Ce cowboy, c’est mon père : John MacFarrow. Et moi, je suis Charlie MacFarrow, j’ai vingt-cinq ans et je suis cowgirl. Enfin, en vérité, mon père se déplace plus souvent avec le vieux pick-up Chewy qu’à cheval désormais, ses vieux genoux lui rappelant qu’il a le double de mon âge. Alors je prends le relais lorsqu’il faut déplacer le troupeau, aidée par mes trois cousins et, à l’occasion, le personnel du ranch.

Enfant, lorsque j’accompagnais mon père dans mes premières transhumances, je le harcelais pour qu’il me raconte l’histoire de notre famille :

– Papa, redis-moi comment on est arrivés ici ?

– Ce doit bien être la dixième fois que tu me le demandes Charlie !

– Naaaan ! Tu exagères, une fois par transhumance et j’ai douze ans.

– Tu montais déjà à cheval avec moi à deux ans. Ta mère râlait assez comme ça pour que je m’en souvienne.

– Raconte ! Sieuplé ! Le suppliais-je en le regardant avec de grands yeux larmoyants.

Ça marchait à chaque fois, le coup de la petite fille titillant la corde sensible de son père. Alors, inlassablement, de sa voix grave et puissante, il narrait notre histoire :

– Notre famille a acheté ses premiers ares à Moran au pied de Jackson Lake, peu de temps après son arrivée en terre promise, un petit lopin coincé entre Grand Teton National Park et la Pacific Creek, juste avant que celle-ci ne se jette dans la Snake River. Nos aïeux ont fait partie des 914119 Irlandais immigrant aux États-Unis. Tu te souviens à quelle époque c’était ?

– Oui, euh attend ! Entre 1851 et 1860, déclarais-je avec assurance.

Acquiesçant, d’un sourire attendri, il poursuivait :

– Le Ranch des Quatre Routes a vu le jour quelques années après. Il a prospéré petit à petit, pierre après pierre, ou plutôt devrais-je dire planche après planche. J’avoue que je suis assez fier du chemin parcouru par notre famille pour en arriver là et j’aime énormément mon métier de rancher : passer des journées à cheval à conduire le troupeau de pâturages en pâturages, à travers des paysages sublimes, trier des bêtes, les sélectionner pour obtenir les meilleurs bestiaux puis les présenter aux salons et en tirer le meilleur prix.

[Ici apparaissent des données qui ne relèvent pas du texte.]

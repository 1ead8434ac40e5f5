//! Boolean reasoning over WHERE, HAVING and ON predicates.

/// Predicate atoms, literal values and the boolean tree above them.
pub mod atom;
/// DNF conversion under three-valued logic.
pub mod normalizer;
/// Verdicts and simplifications over normalized predicates.
pub mod oracle;
/// Kleene three-valued truth.
pub mod truth;

pub use atom::{Atom, AtomKind, ColumnResolver, CompareOp, Operand, Predicate, Scalar};
pub use normalizer::{
    normalize_model, Conjunction, Dnf, Literal, NormalizeOutcome, NormalizedPredicate,
    ScopePredicates,
};
pub use oracle::{analyze, Conflict, OracleReport, Simplification, Verdict};
pub use truth::Truth;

– Moi aussi, plus tard, je veux devenir cowboy !

– Ahah ! Je suis désolé ma fille mais tu ne seras jamais cowboy ! Se moquait-il.

Je le fusillais du regard, révoltée par tant d’injustice, avant que ma contestation ne soit noyée par sa réponse :

– Au mieux tu seras cowgirl sinon il va falloir changer de sexe.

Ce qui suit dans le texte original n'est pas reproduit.